=== Source data ===
◇ ◇ ◇ ◇

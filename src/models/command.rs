use crate::types::{Month, TrackedSymbol, Year};

/// Arguments shared by the `count`, `ranking` and `user` commands.
#[derive(Debug, Clone, PartialEq, Eq)]
pub struct QueryArgs {
    pub symbol: TrackedSymbol,
    pub month: Option<Month>,
    pub year: Option<Year>,
}

impl QueryArgs {
    /// Parses `<symbol> [month] [year]`.
    ///
    /// Returns `None` when the symbol is missing or a period component is not a number.
    fn from_tokens(tokens: &[&str]) -> Option<Self> {
        let symbol = tokens.first()?;

        let month = match tokens.get(1) {
            Some(month) => Some(month.parse::<Month>().ok()?),
            None => None,
        };
        let year = match tokens.get(2) {
            Some(year) => Some(year.parse::<Year>().ok()?),
            None => None,
        };

        Some(QueryArgs {
            symbol: symbol.to_string(),
            month,
            year,
        })
    }
}

/// A structured `!emoji` request.
///
/// Query variants carry `None` when their arguments are missing or malformed, in which case
/// the caller replies with usage instructions.
#[derive(Debug, Clone, PartialEq, Eq)]
pub enum Command {
    Add(Option<TrackedSymbol>),
    Remove(Option<TrackedSymbol>),
    Count(Option<QueryArgs>),
    Ranking(Option<QueryArgs>),
    User(Option<QueryArgs>),
    List,
    Help,
    Unknown,
}

impl Command {
    /// Parses a command line, or returns `None` if `text` is not addressed to the bot.
    ///
    /// Any text starting with `prefix` is a command. When the prefix is not followed by
    /// whitespace (`!emojis`, `!emoji🎉`) the command is `Unknown`.
    pub fn parse(text: &str, prefix: &str) -> Option<Self> {
        let rest = text.strip_prefix(prefix)?;

        if !rest.is_empty() && !rest.starts_with(char::is_whitespace) {
            return Some(Command::Unknown);
        }

        let mut tokens = rest.split_whitespace();
        let verb = tokens.next();
        let args: Vec<&str> = tokens.collect();
        let symbol = args.first().map(|symbol| symbol.to_string());

        let command = match verb {
            Some("add") => Command::Add(symbol),
            Some("remove") => Command::Remove(symbol),
            Some("count") => Command::Count(QueryArgs::from_tokens(&args)),
            Some("ranking") => Command::Ranking(QueryArgs::from_tokens(&args)),
            Some("user") => Command::User(QueryArgs::from_tokens(&args)),
            Some("list") => Command::List,
            Some("help") => Command::Help,
            _ => Command::Unknown,
        };

        Some(command)
    }
}
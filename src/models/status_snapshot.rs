use crate::types::TrackedSymbol;
use serde::Serialize;

/// Point-in-time operational status of the engine.
#[derive(Debug, Clone, PartialEq, Eq, Serialize)]
#[serde(rename_all = "camelCase")]
pub struct StatusSnapshot {
    pub tracked_symbols: Vec<TrackedSymbol>,
    pub total_groups: usize,
}
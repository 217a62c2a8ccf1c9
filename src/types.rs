use std::collections::HashMap;

use crate::models::PeriodKey;

// Types listed here are either shared across multiple files and/or exposed via the library.

/// Represents a tracked emoji as an owned `String`.
///
/// No validation is applied; a tracked symbol may be a multi-codepoint grapheme cluster
/// or even plain ASCII text.
pub type TrackedSymbol = String;

/// Opaque, stable identifier of a group conversation, as supplied by the transport.
pub type GroupId = String;

/// Opaque, stable identifier of a message author, as supplied by the transport.
pub type UserId = String;

/// The last-seen display name of a user.
pub type DisplayName = String;

/// Represents the number of occurrences of a tracked symbol.
pub type OccurrenceCount = usize;

/// Represents a sparse map of tracked symbols to their occurrence counts within a single message.
/// Symbols which did not occur are never present.
pub type OccurrenceMap = HashMap<TrackedSymbol, OccurrenceCount>;

/// Per-user counts for a single group, symbol and period (the "breakdown").
pub type UserCountMap = HashMap<UserId, OccurrenceCount>;

/// Period level of the aggregation index.
pub type PeriodCountMap = HashMap<PeriodKey, UserCountMap>;

/// Symbol level of the aggregation index.
pub type SymbolCountMap = HashMap<TrackedSymbol, PeriodCountMap>;

/// Calendar month, 1 through 12.
pub type Month = u32;

/// Calendar year.
pub type Year = i32;

/// Seconds since the Unix epoch.
pub type UnixTimestamp = i64;
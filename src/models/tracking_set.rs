use crate::types::TrackedSymbol;

/// The mutable set of symbols currently being counted.
///
/// Insertion order is preserved so listings are stable.
#[derive(Debug, Clone, Default)]
pub struct TrackingSet {
    symbols: Vec<TrackedSymbol>,
}

impl TrackingSet {
    pub fn new() -> Self {
        TrackingSet {
            symbols: Vec::new(),
        }
    }

    /// Adds a symbol, returning `true` if it was not already tracked.
    pub fn add(&mut self, symbol: &str) -> bool {
        if self.contains(symbol) {
            return false;
        }

        self.symbols.push(symbol.to_string());
        true
    }

    /// Removes a symbol, returning `true` if it was tracked.
    pub fn remove(&mut self, symbol: &str) -> bool {
        let len_before = self.symbols.len();
        self.symbols.retain(|tracked| tracked != symbol);

        self.symbols.len() != len_before
    }

    pub fn contains(&self, symbol: &str) -> bool {
        self.symbols.iter().any(|tracked| tracked == symbol)
    }

    pub fn is_empty(&self) -> bool {
        self.symbols.is_empty()
    }

    pub fn len(&self) -> usize {
        self.symbols.len()
    }

    pub fn list(&self) -> Vec<TrackedSymbol> {
        self.symbols.clone()
    }

    pub fn iter(&self) -> impl Iterator<Item = &TrackedSymbol> {
        self.symbols.iter()
    }
}
pub mod aggregation_index;
pub use aggregation_index::{AggregationIndex, IndexEntry};

pub mod command;
pub use command::{Command, QueryArgs};

pub mod command_dispatcher;
pub use command_dispatcher::{replay_messages, CommandDispatcher};

pub mod config;
pub use config::EmojiTallyConfig;

pub mod display_name_directory;
pub use display_name_directory::DisplayNameDirectory;

pub mod emoji_tally;
pub use emoji_tally::{EmojiTally, TimestampFn};

pub mod error;
pub use error::Error;

pub mod inbound_message;
pub use inbound_message::InboundMessage;

pub mod occurrence_counter;
pub use occurrence_counter::OccurrenceCounter;

pub mod period_key;
pub use period_key::PeriodKey;

pub mod query_engine;
pub use query_engine::QueryEngine;

pub mod query_result;
pub use query_result::{BreakdownEntry, CountSummary, QueryResult, Ranking, UserCount};

pub mod status_snapshot;
pub use status_snapshot::StatusSnapshot;

pub mod tracking_set;
pub use tracking_set::TrackingSet;
#[cfg(doctest)]
doc_comment::doctest!("../README.md");

mod config;
pub use config::DEFAULT_EMOJI_TALLY_CONFIG;
mod constants;
pub use constants::{INBOUND_CSV_HEADERS, RANK_BADGES, SNAPSHOT_CSV_HEADERS};
pub mod models;
pub use models::{
    AggregationIndex, BreakdownEntry, Command, CommandDispatcher, CountSummary,
    DisplayNameDirectory, EmojiTally, EmojiTallyConfig, Error, InboundMessage, OccurrenceCounter,
    PeriodKey, QueryResult, Ranking, StatusSnapshot, TrackingSet, UserCount,
};
pub mod types;
mod utils;
pub use types::{
    DisplayName, GroupId, Month, OccurrenceCount, OccurrenceMap, TrackedSymbol, UnixTimestamp,
    UserCountMap, UserId, Year,
};
pub use utils::{
    count_substring_occurrences, rank_label, read_inbound_messages, read_index_snapshot,
    sort_breakdown, write_index_snapshot,
};

/// Counts the given symbols within a single text, without touching any engine state.
///
/// Symbols are counted independently as non-overlapping literal substrings; symbols which do
/// not occur are omitted from the result.
pub fn count_symbols_in_text(text: &str, symbols: &[&str]) -> OccurrenceMap {
    let mut tracking_set = TrackingSet::new();

    for symbol in symbols {
        tracking_set.add(symbol);
    }

    OccurrenceCounter::count(text, &tracking_set)
}
use crate::types::{Month, UnixTimestamp, Year};
use crate::Error;
use chrono::{DateTime, Datelike};
use std::fmt;
use std::str::FromStr;

/// A calendar (month, year) bucket.
///
/// The canonical text form is `"<month>-<year>"` without zero padding, so month 3 of 2024
/// is rendered as `"3-2024"`.
#[derive(Debug, Clone, Copy, PartialEq, Eq, Hash, PartialOrd, Ord)]
pub struct PeriodKey {
    // Field order gives chronological ordering when derived.
    year: Year,
    month: Month,
}

impl PeriodKey {
    pub fn new(month: Month, year: Year) -> Result<Self, Error> {
        if !(1..=12).contains(&month) {
            return Err(Error::InvalidArgument(format!(
                "Month must be between 1 and 12, got {}",
                month
            )));
        }

        Ok(PeriodKey { year, month })
    }

    /// Derives the period a message belongs to from its arrival time (UTC).
    pub fn from_timestamp(timestamp: UnixTimestamp) -> Result<Self, Error> {
        let date_time = DateTime::from_timestamp(timestamp, 0).ok_or_else(|| {
            Error::InvalidArgument(format!("Timestamp {} is out of range", timestamp))
        })?;

        PeriodKey::new(date_time.month(), date_time.year())
    }

    pub fn month(&self) -> Month {
        self.month
    }

    pub fn year(&self) -> Year {
        self.year
    }
}

impl fmt::Display for PeriodKey {
    fn fmt(&self, f: &mut fmt::Formatter<'_>) -> fmt::Result {
        write!(f, "{}-{}", self.month, self.year)
    }
}

impl FromStr for PeriodKey {
    type Err = Error;

    fn from_str(text: &str) -> Result<Self, Self::Err> {
        let (month, year) = text
            .split_once('-')
            .ok_or_else(|| Error::ParserError(format!("Malformed period key: {}", text)))?;

        let month = month
            .parse::<Month>()
            .map_err(|e| Error::ParserError(format!("Invalid month in {}: {}", text, e)))?;
        let year = year
            .parse::<Year>()
            .map_err(|e| Error::ParserError(format!("Invalid year in {}: {}", text, e)))?;

        PeriodKey::new(month, year)
    }
}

◇ ◇ ◇ ◇

Look above for the line holding "name of a user." and the line holding "Period level of the aggregation index.". Retype both, and every line between them, word for word and nothing else.

=== Reply ===
/// The last-seen display name of a user.
pub type DisplayName = String;

/// Represents the number of occurrences of a tracked symbol.
pub type OccurrenceCount = usize;

/// Represents a sparse map of tracked symbols to their occurrence counts within a single message.
/// Symbols which did not occur are never present.
pub type OccurrenceMap = HashMap<TrackedSymbol, OccurrenceCount>;

/// Per-user counts for a single group, symbol and period (the "breakdown").
pub type UserCountMap = HashMap<UserId, OccurrenceCount>;

/// Period level of the aggregation index.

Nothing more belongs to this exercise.